Speener procedurally defaulted habeas corpus review of each of the seven claim proposed in his motion to expand the COA. Speener admits that he failed to properly present his first claim — counsel did not poll the jury — to the district court. A petitioner, like any other litigant, must present and argue his claims first to the district court; if he does not, he waives consideration by this court. Rittenhouse v. Battles, 263 F.3d 689, 694-95 (7th Cir. 2001); Johnson v. McCaughtry, 92 F.3d 585, 595 n. 19 (7th Cir.1996). Similarly, *545Speener defaulted consideration of his second claim — counsel did not support Speener’s claim of innocence with medical evidence or seek a medical examination of the victim — by failing to present it to the state courts. O’Sullivan v. Boerckel, 526 U.S. 838, 844, 119 S.Ct. 1728, 144 L.Ed.2d 1 (1999).

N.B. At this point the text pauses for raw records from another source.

//! Sorted Tree Module
//!
//! Ordered `Key -> Value` index stored on pages.
//!
//! ## Layout
//! A tree is a list of leaf summaries sorted by key. The list itself is the
//! branch level and lives in the allocation table; every leaf is one page
//! whose entries are written by the stream's key/value encodings.
//!
//! ```text
//!   SortedTree (in allocation table)
//!   ┌──────────┬──────────┬──────────┐
//!   │ leaf 0   │ leaf 1   │ leaf 2   │   first/last key, point range, count
//!   └────┬─────┴────┬─────┴────┬─────┘
//!        ▼          ▼          ▼
//!     page 17    page 4     page 23      encoded entries
//! ```
//!
//! ## Invariants
//! - Keys are strictly ascending across the whole leaf list
//! - Duplicate keys are rejected with `DuplicateKey`
//! - Mutations never write a page reachable from a published version; the
//!   `PageSink` decides whether a page may be rewritten or must be shadowed

mod filter;
pub(crate) mod leaf;
mod scanner;

use std::ops::Range;

use serde::{Deserialize, Serialize};

use crate::encoding::EncodingKind;
use crate::error::{ArchiveError, Result};
use crate::types::{Key, PageId, Value};

use leaf::{encode_leaf, LeafReader};

pub use filter::{PointFilter, PointIdFilter};
pub use scanner::{RangeScan, TreeScanner};

/// Read access to pages as seen by one transaction
pub trait PageSource {
    fn page_size(&self) -> usize;

    fn load_page(&self, page: PageId) -> Result<Vec<u8>>;
}

/// Write access for an edit. Pages are staged, not written, until commit.
pub trait PageSink: PageSource {
    fn allocate_page(&mut self) -> Result<PageId>;

    fn stage_page(&mut self, page: PageId, image: Vec<u8>);

    /// Stop referencing `page` from the version being built
    fn release_page(&mut self, page: PageId);

    /// True if `page` was allocated by this edit and is invisible to readers
    fn is_private(&self, page: PageId) -> bool;
}

/// Summary of one leaf page, kept in the allocation table
#[derive(Debug, Clone, Copy, PartialEq, Eq, Serialize, Deserialize)]
pub struct LeafSummary {
    pub page: PageId,
    pub first: Key,
    pub last: Key,
    pub min_point: u64,
    pub max_point: u64,
    pub count: u32,
}

impl LeafSummary {
    fn describe(entries: &[(Key, Value)]) -> Option<Self> {
        let first = entries.first()?.0;
        let last = entries.last()?.0;
        let (min_point, max_point) = entries.iter().fold((u64::MAX, 0), |(lo, hi), (k, _)| {
            (lo.min(k.point_id), hi.max(k.point_id))
        });
        Some(Self {
            page: 0,
            first,
            last,
            min_point,
            max_point,
            count: entries.len() as u32,
        })
    }

    /// Per-field minimum of the keys on this page
    pub fn lower_bound(&self) -> Key {
        Key::new(self.first.timestamp, self.min_point)
    }

    /// Per-field maximum of the keys on this page
    pub fn upper_bound(&self) -> Key {
        Key::new(self.last.timestamp, self.max_point)
    }
}

/// One ordered index: its encodings plus the ordered leaf list
#[derive(Debug, Clone, PartialEq, Eq, Serialize, Deserialize)]
pub struct SortedTree {
    key_encoding: EncodingKind,
    value_encoding: EncodingKind,
    leaves: Vec<LeafSummary>,
}

impl SortedTree {
    pub const fn new(key_encoding: EncodingKind, value_encoding: EncodingKind) -> Self {
        Self {
            key_encoding,
            value_encoding,
            leaves: Vec::new(),
        }
    }

    pub fn key_encoding(&self) -> EncodingKind {
        self.key_encoding
    }

    pub fn value_encoding(&self) -> EncodingKind {
        self.value_encoding
    }

    pub fn leaves(&self) -> &[LeafSummary] {
        &self.leaves
    }

    pub fn entry_count(&self) -> u64 {
        self.leaves.iter().map(|l| u64::from(l.count)).sum()
    }

    pub fn is_empty(&self) -> bool {
        self.leaves.is_empty()
    }

    /// Pages referenced by this tree
    pub fn pages(&self) -> impl Iterator<Item = PageId> + '_ {
        self.leaves.iter().map(|l| l.page)
    }

    // =========================================================================
    // Queries
    // =========================================================================

    /// Point lookup
    pub fn get(&self, pages: &dyn PageSource, key: &Key) -> Result<Option<Value>> {
        let idx = self.first_leaf_ending_at_or_after(key);
        let Some(leaf) = self.leaves.get(idx) else {
            return Ok(None);
        };
        if leaf.first > *key {
            return Ok(None);
        }

        let mut reader = self.open_leaf(pages, leaf)?;
        while let Some((k, v)) = reader.next_entry()? {
            if k == *key {
                return Ok(Some(v));
            }
            if k > *key {
                break;
            }
        }
        Ok(None)
    }

    /// Unpositioned cursor; call `seek_to_key` before reading
    pub fn scanner<'a>(
        &'a self,
        pages: &'a dyn PageSource,
        filter: Option<&'a dyn PointFilter>,
    ) -> TreeScanner<'a> {
        TreeScanner::new(self, pages, filter)
    }

    /// Iterate `[start, end)` in key order
    pub fn range<'a>(
        &'a self,
        pages: &'a dyn PageSource,
        start: Key,
        end: Key,
        filter: Option<&'a dyn PointFilter>,
    ) -> RangeScan<'a> {
        RangeScan::new(self.scanner(pages, filter), start, end)
    }

    // =========================================================================
    // Mutations
    // =========================================================================

    /// Insert `key`; fails with `DuplicateKey` if it is already present
    pub fn add<S: PageSink + ?Sized>(&mut self, sink: &mut S, key: Key, value: Value) -> Result<()> {
        if self.leaves.is_empty() {
            return self.rewrite_range(sink, 0..0, &[(key, value)]);
        }

        let idx = self.insertion_leaf(&key);
        let mut entries = self.read_leaf(&*sink, &self.leaves[idx])?;
        let pos = match entries.binary_search_by(|(k, _)| k.cmp(&key)) {
            Ok(_) => {
                return Err(ArchiveError::DuplicateKey {
                    timestamp: key.timestamp,
                    point_id: key.point_id,
                })
            }
            Err(pos) => pos,
        };
        entries.insert(pos, (key, value));

        // Appending past the last key: leave a full tail leaf untouched and
        // start a new one instead of splitting it in half.
        let is_tail_append = idx + 1 == self.leaves.len() && pos + 1 == entries.len();
        if is_tail_append && self.encode(&entries, sink.page_size()).is_none() {
            let end = self.leaves.len();
            return self.rewrite_range(sink, end..end, &[(key, value)]);
        }

        self.rewrite_range(sink, idx..idx + 1, &entries)
    }

    /// Delete `key`; returns whether it was present
    pub fn remove<S: PageSink + ?Sized>(&mut self, sink: &mut S, key: &Key) -> Result<bool> {
        let idx = self.first_leaf_ending_at_or_after(key);
        if idx >= self.leaves.len() || self.leaves[idx].first > *key {
            return Ok(false);
        }

        let mut entries = self.read_leaf(&*sink, &self.leaves[idx])?;
        let Ok(pos) = entries.binary_search_by(|(k, _)| k.cmp(key)) else {
            return Ok(false);
        };
        entries.remove(pos);

        if entries.is_empty() {
            self.rewrite_range(sink, idx..idx + 1, &[])?;
            return Ok(true);
        }

        // Fold into a neighbour when both fit on one page
        let page_size = sink.page_size();
        if idx + 1 < self.leaves.len() {
            let mut merged = entries.clone();
            merged.extend(self.read_leaf(&*sink, &self.leaves[idx + 1])?);
            if self.encode(&merged, page_size).is_some() {
                self.rewrite_range(sink, idx..idx + 2, &merged)?;
                return Ok(true);
            }
        }
        if idx > 0 {
            let mut merged = self.read_leaf(&*sink, &self.leaves[idx - 1])?;
            merged.extend(entries.iter().copied());
            if self.encode(&merged, page_size).is_some() {
                self.rewrite_range(sink, idx - 1..idx + 1, &merged)?;
                return Ok(true);
            }
        }

        self.rewrite_range(sink, idx..idx + 1, &entries)?;
        Ok(true)
    }

    // =========================================================================
    // Private Helpers
    // =========================================================================

    /// First leaf whose last key is >= `key`
    pub(crate) fn first_leaf_ending_at_or_after(&self, key: &Key) -> usize {
        self.leaves.partition_point(|l| l.last < *key)
    }

    /// Leaf an insert of `key` belongs in: the last leaf starting at or
    /// before it, or the first leaf when `key` precedes everything
    fn insertion_leaf(&self, key: &Key) -> usize {
        self.leaves.partition_point(|l| l.first <= *key).saturating_sub(1)
    }

    fn open_leaf(&self, pages: &dyn PageSource, leaf: &LeafSummary) -> Result<LeafReader> {
        let image = pages.load_page(leaf.page)?;
        LeafReader::open(image, self.key_encoding, self.value_encoding)
    }

    fn read_leaf<S: PageSource + ?Sized>(
        &self,
        pages: &S,
        leaf: &LeafSummary,
    ) -> Result<Vec<(Key, Value)>> {
        let image = pages.load_page(leaf.page)?;
        let entries = LeafReader::open(image, self.key_encoding, self.value_encoding)?.read_all()?;
        if entries.len() != leaf.count as usize {
            return Err(ArchiveError::Corruption(format!(
                "leaf page {} holds {} entries, summary says {}",
                leaf.page,
                entries.len(),
                leaf.count
            )));
        }
        Ok(entries)
    }

    fn encode(&self, entries: &[(Key, Value)], page_size: usize) -> Option<Vec<u8>> {
        encode_leaf(entries, self.key_encoding, self.value_encoding, page_size)
    }

    /// Split `entries` into page images, halving until each fits
    fn pack(
        &self,
        entries: &[(Key, Value)],
        page_size: usize,
        out: &mut Vec<(Vec<u8>, LeafSummary)>,
    ) -> Result<()> {
        if let Some(image) = self.encode(entries, page_size) {
            if let Some(summary) = LeafSummary::describe(entries) {
                out.push((image, summary));
            }
            return Ok(());
        }
        if entries.len() < 2 {
            return Err(ArchiveError::Config(format!(
                "page size {} cannot hold a single entry",
                page_size
            )));
        }
        let mid = entries.len() / 2;
        self.pack(&entries[..mid], page_size, out)?;
        self.pack(&entries[mid..], page_size, out)
    }

    /// Replace the leaves in `range` with pages holding `entries`.
    ///
    /// Pages private to the edit are rewritten in place; shared pages are
    /// released and their contents land on freshly allocated pages.
    fn rewrite_range<S: PageSink + ?Sized>(
        &mut self,
        sink: &mut S,
        range: Range<usize>,
        entries: &[(Key, Value)],
    ) -> Result<()> {
        let mut packed = Vec::new();
        self.pack(entries, sink.page_size(), &mut packed)?;

        let mut reusable = Vec::new();
        for leaf in &self.leaves[range.clone()] {
            if sink.is_private(leaf.page) {
                reusable.push(leaf.page);
            } else {
                sink.release_page(leaf.page);
            }
        }
        reusable.reverse();

        let mut summaries = Vec::with_capacity(packed.len());
        for (image, mut summary) in packed {
            let page = match reusable.pop() {
                Some(page) => page,
                None => sink.allocate_page()?,
            };
            summary.page = page;
            sink.stage_page(page, image);
            summaries.push(summary);
        }
        for page in reusable {
            sink.release_page(page);
        }

        self.leaves.splice(range, summaries);
        Ok(())
    }
}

Four more of Speener’s claims — counsel did not object to false testimony and prosecutorial misconduct, interview state witnesses, introduce and produce defense witnesses, and effectively cross examine the victim’s mother — were procedurally defaulted because the Wisconsin Court of Appeals refused to consider the claims on state collateral review because Speener should have raised them during his post conviction, pre-appeal proceedings. State v. Escalona-Naranjo, 185 Wis.2d 168, 517 N.W.2d 157 (1994). The state appellate court’s actual reliance on a well-established procedural rule bars federal consideration of the constitutional claims. Braun v. Powell, 227 F.3d 908, 912 (7th Cir.2000) (citing Coleman v. Thompson, 501 U.S. 722, 729-30, 111 S.Ct. 2546, 115 L.Ed.2d 640 (1991)).
The last claim Speener asks us to certify — post-conviction counsel did not allege that trial counsel was ineffective for not investigating welfare fraud by various state witnesses — was likewise procedurally defaulted based on an independent and adequate state law. The Wisconsin Court of Appeals denied relief because Speener had not adequately developed the claim. Failing to develop an argument or provide legal support for a claim is no less a bar in Wisconsin courts than it is in federal courts. As the district court correctly pointed out, “[t]he Wisconsin appellate courts routinely refuse to consider inadequately briefed arguments.” Speener v. Smith No. 00-C-0573, slip op. at 12 (E.D.Wis.2002) (citing State v. Petit, 171 Wis.2d 627, 492 N.W.2d 633, 642 (1992); State v. Shaffer, 96 Wis.2d 531, 292 N.W.2d 370, 377-78 (1980)).
No reasonable jurist would debate the conclusion that Speener defaulted federal review of the claims in his motion to expand the COA. Accordingly, we DENY Speener’s motion to expand. A separate order will issue setting forth a briefing schedule for the single issue certified for appeal by the district court.

. Footnote four of the district court’s order denying habeas corpus relief was also in error. Wisconsin is correct, however, in its assessment of the import of that error to the district court’s decision. Footnote four was dicta. The district court found that the ineffective-assistance claim was procedurally defaulted and Speener had not shown the necessary cause and prejudice to overcome that default. As footnote four makes clear, only if Speener had shown cause and prejudice would the district court’s statement that he was not entitled to effective assistance of post-conviction counsel, apply. The district court’s ultimate conclusion was in no way undermined by the erroneous statement in footnote four.